Night Of The Demons takes place on one unlucky Halloween night. Class weirdo Angela (Mimi Kinkade) has teamed up with her boy-crazy pal Suzanne (Linnea Quigley) to throw a Halloween party at an abandoned and supposedly haunted house. This bash draws in a diverse crowd that includes good girl Judy (Cathy Podewell), bad boy Sal (William Gallo) and party-hearty goofball Stooge (Hal Havins).  After an attempt at a “past lives” seance shatters a mirror, something awakens in the house and begins possessing the party guests.  Pretty soon, the kids are transforming into mischievious demons as the survivors try to find a way out of the house.

NightOTD-posSimply put, Night Of The Demons is not a movie you watch for the story. Indeed, its weakest link is the script by producer Joe Augustyn, which has little interest in plot or character.  It consists of a first half that sets up its superficial set of characters with a lot of distinctly ’80s “party animal” humor and a second half that gleefully knocks those characters down in a cost-effective fashion by keeping it all in the same abandoned house. If you can’t or don’t want to tap into its ‘party movie for the horror crowd’ wavelength, there isn’t much for you to hold onto here.

That said, Night Of The Demons has earned a cult following for its ability to function at that party movie level. Though the characterizations are often grating in their one-note nature, the film benefits from an earnest cast that puts forth its best effort: Podewell is a solid “final girl,” Gallo is the wittiest of the bunch and Quigley is an enthusiastic presence whether she is topless, bottomless or coated in latex scare makeup. On that note, the film also benefits from excellent makeup effects by a young Steve Johnson, who comes with unique designs for the demons and enacts them with some innovative face-stretching prosthetics.

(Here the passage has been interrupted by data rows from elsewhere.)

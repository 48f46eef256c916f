use serde::{Deserialize, Serialize};
use thiserror::Error;

/// Unified error type for the flatwatch workspace.
///
/// Wraps portal-tagged adapter failures, store failures, filter validation
/// errors, not-found conditions, and configuration problems. Variants carry
/// enough context to log with a source tag and nothing more; message bodies
/// and tokens never travel inside errors.
#[derive(Debug, Error, Serialize, Deserialize, Clone, PartialEq, Eq)]
#[non_exhaustive]
pub enum FlatwatchError {
    /// A portal adapter failed for this run.
    #[error("{adapter} failed: {msg}")]
    Source {
        /// Adapter name that failed (e.g. "kufar").
        adapter: String,
        /// Human-readable error message.
        msg: String,
    },

    /// A portal adapter exceeded its per-source timeout.
    #[error("source timed out: {adapter}")]
    SourceTimeout {
        /// Adapter name that timed out.
        adapter: String,
    },

    /// The remote SQL store failed; callers degrade rather than abort.
    #[error("store error: {0}")]
    Store(String),

    /// A subscriber filter is malformed or violates an accept-time bound.
    #[error("invalid filter: {0}")]
    InvalidFilter(String),

    /// A resource could not be found (short-link code, city slug, ...).
    #[error("not found: {what}")]
    NotFound {
        /// Description of the missing resource, e.g. "short link a1b2c3".
        what: String,
    },

    /// Outbound delivery failed after local retries were exhausted.
    #[error("delivery error: {0}")]
    Delivery(String),

    /// Startup configuration is missing or unparseable.
    #[error("config error: {0}")]
    Config(String),
}

impl FlatwatchError {
    /// Helper: build a `Source` error with the adapter name and message.
    pub fn source(adapter: impl Into<String>, msg: impl Into<String>) -> Self {
        Self::Source {
            adapter: adapter.into(),
            msg: msg.into(),
        }
    }

    /// Helper: build a `SourceTimeout` error.
    pub fn source_timeout(adapter: impl Into<String>) -> Self {
        Self::SourceTimeout {
            adapter: adapter.into(),
        }
    }

    /// Helper: build a `Store` error.
    pub fn store(msg: impl Into<String>) -> Self {
        Self::Store(msg.into())
    }

    /// Helper: build a `NotFound` error for a description of the missing resource.
    pub fn not_found(what: impl Into<String>) -> Self {
        Self::NotFound { what: what.into() }
    }

    /// Helper: build an `InvalidFilter` error.
    pub fn invalid_filter(msg: impl Into<String>) -> Self {
        Self::InvalidFilter(msg.into())
    }

    /// Helper: build a `Config` error.
    pub fn config(msg: impl Into<String>) -> Self {
        Self::Config(msg.into())
    }

    /// Returns true when the failure is expected to clear on its own and a
    /// later tick should simply retry from scratch.
    #[must_use]
    pub fn is_transient(&self) -> bool {
        matches!(
            self,
            Self::SourceTimeout { .. } | Self::Store(_) | Self::Delivery(_)
        )
    }
}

The most important element of Night Of The Demons is the direction by Kevin Tenney. He props up the film’s slender narrative with an attention to production values and cinematic craft, including a great haunted house location and sleek, colorful cinematography from David Lewis.  Both elements keep the film interesting during its slow buildup.

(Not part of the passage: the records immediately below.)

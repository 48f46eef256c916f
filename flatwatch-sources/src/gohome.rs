//! Adapter for gohome.by (HTML listing cards).

use std::sync::Arc;

use async_trait::async_trait;
use scraper::{Html, Selector};

use flatwatch_core::source::ListingSource;
use flatwatch_types::{FlatwatchError, Listing, SearchQuery};

use crate::dto;
use crate::http::HttpClient;
use crate::util::{absolutize, parse_area, parse_rooms, within_filters};

const BASE_URL: &str = "https://gohome.by";

/// GoHome adapter. The smallest portal; one HTML fetch, card anchors under
/// `/object/<id>`.
pub struct GohomeSource {
    http: Arc<HttpClient>,
    base_url: String,
}

impl GohomeSource {
    /// Build the adapter over the shared HTTP client.
    #[must_use]
    pub fn new(http: Arc<HttpClient>) -> Self {
        Self {
            http,
            base_url: BASE_URL.to_string(),
        }
    }

    /// Point the adapter at a different host (tests).
    #[must_use]
    pub fn with_base_url(mut self, url: impl Into<String>) -> Self {
        self.base_url = url.into();
        self
    }

    fn parse_page(&self, html: &str, query: &SearchQuery) -> Vec<Listing> {
        let doc = Html::parse_document(html);
        let Ok(anchors) = Selector::parse("a[href*='/object/']") else {
            return Vec::new();
        };

        let mut listings = Vec::new();
        let mut seen = std::collections::HashSet::new();

        for a in doc.select(&anchors) {
            let href = a.value().attr("href").unwrap_or_default();
            let digits: String = href
                .split("/object/")
                .nth(1)
                .unwrap_or_default()
                .chars()
                .take_while(char::is_ascii_digit)
                .collect();
            if digits.is_empty() {
                continue;
            }
            let id = format!("gohome_{digits}");
            if !seen.insert(id.clone()) {
                continue;
            }

            let text = a.text().collect::<Vec<_>>().join(" ");
            let rooms = text
                .split_whitespace()
                .find(|w| w.contains("комн"))
                .map(|w| parse_rooms(w))
                .unwrap_or(0);
            let area = text
                .split_whitespace()
                .zip(text.split_whitespace().skip(1))
                .find(|(_, next)| next.starts_with("м²") || next.starts_with("кв.м"))
                .map(|(num, _)| parse_area(num))
                .unwrap_or(0.0);
            let price = usd_price(&text);

            let listing = Listing {
                id,
                source: "gohome".into(),
                title: if rooms > 0 {
                    format!("{rooms}-комн. квартира")
                } else {
                    "Квартира".to_string()
                },
                price,
                currency: "USD".into(),
                price_usd: price,
                rooms,
                area,
                address: query.city_slug.clone(),
                url: absolutize(&self.base_url, href),
                ..Listing::default()
            };

            if dto::accept(&listing) && within_filters(&listing, query) {
                listings.push(listing);
            }
        }
        listings
    }
}

#[async_trait]
impl ListingSource for GohomeSource {
    fn name(&self) -> &'static str {
        "gohome"
    }

    async fn fetch_listings(&self, query: &SearchQuery) -> Result<Vec<Listing>, FlatwatchError> {
        let url = format!("{}/sale/flats/{}", self.base_url, query.city_slug);
        let Some(html) = self.http.fetch_html(&url, self.name()).await else {
            return Err(FlatwatchError::source(self.name(), "search page unreachable"));
        };
        let listings = self.parse_page(&html, query);
        tracing::info!(count = listings.len(), "gohome batch parsed");
        Ok(listings)
    }
}

fn usd_price(text: &str) -> i64 {
    let Some(pos) = text.find('$') else {
        return 0;
    };
    let mut digits = String::new();
    for word in text[..pos].split_whitespace().rev() {
        if !word.is_empty() && word.chars().all(|c| c.is_ascii_digit()) {
            digits = format!("{word}{digits}");
        } else {
            break;
        }
    }
    digits.parse().unwrap_or(0)
}

#[cfg(test)]
mod tests {
    use super::*;

    #[test]
    fn parses_minimal_card() {
        let html = r#"<a href="/object/777/">3-комн. 62 м² 48 000 $</a>"#;
        let source = GohomeSource::new(Arc::new(HttpClient::new()));
        let query = SearchQuery {
            city_slug: "baranovichi".into(),
            min_rooms: 1,
            max_rooms: 4,
            min_price: 0,
            max_price: 100_000,
        };
        let out = source.parse_page(html, &query);
        assert_eq!(out.len(), 1);
        assert_eq!(out[0].id, "gohome_777");
        assert_eq!(out[0].rooms, 3);
        assert_eq!(out[0].price, 48_000);
    }
}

Once the real horror material kicks in, Tenney cuts loose using a bag tricks cribbed from sources as diverse as Jaws and The Evil Dead. His direction shows a nice understanding of how to craft a setpiece, particularly a tense moment on the roof, and the kinetic energy of his work keeps the film on its feet all the way to the end credits.  He also crafts some memorable stand-alone moments along the way, the most popular with fans being an impressive moment where the possessed Angela dances to a Bauhaus song before a roaring fire and a freaky FX illusion where a tube of lipstick disappears into a breast via the nipple.

Simply put, Night Of The Demons is more of a funhouse ride than a movie.  If you can roll with approach, this little romp has some charm on its own party-movie level.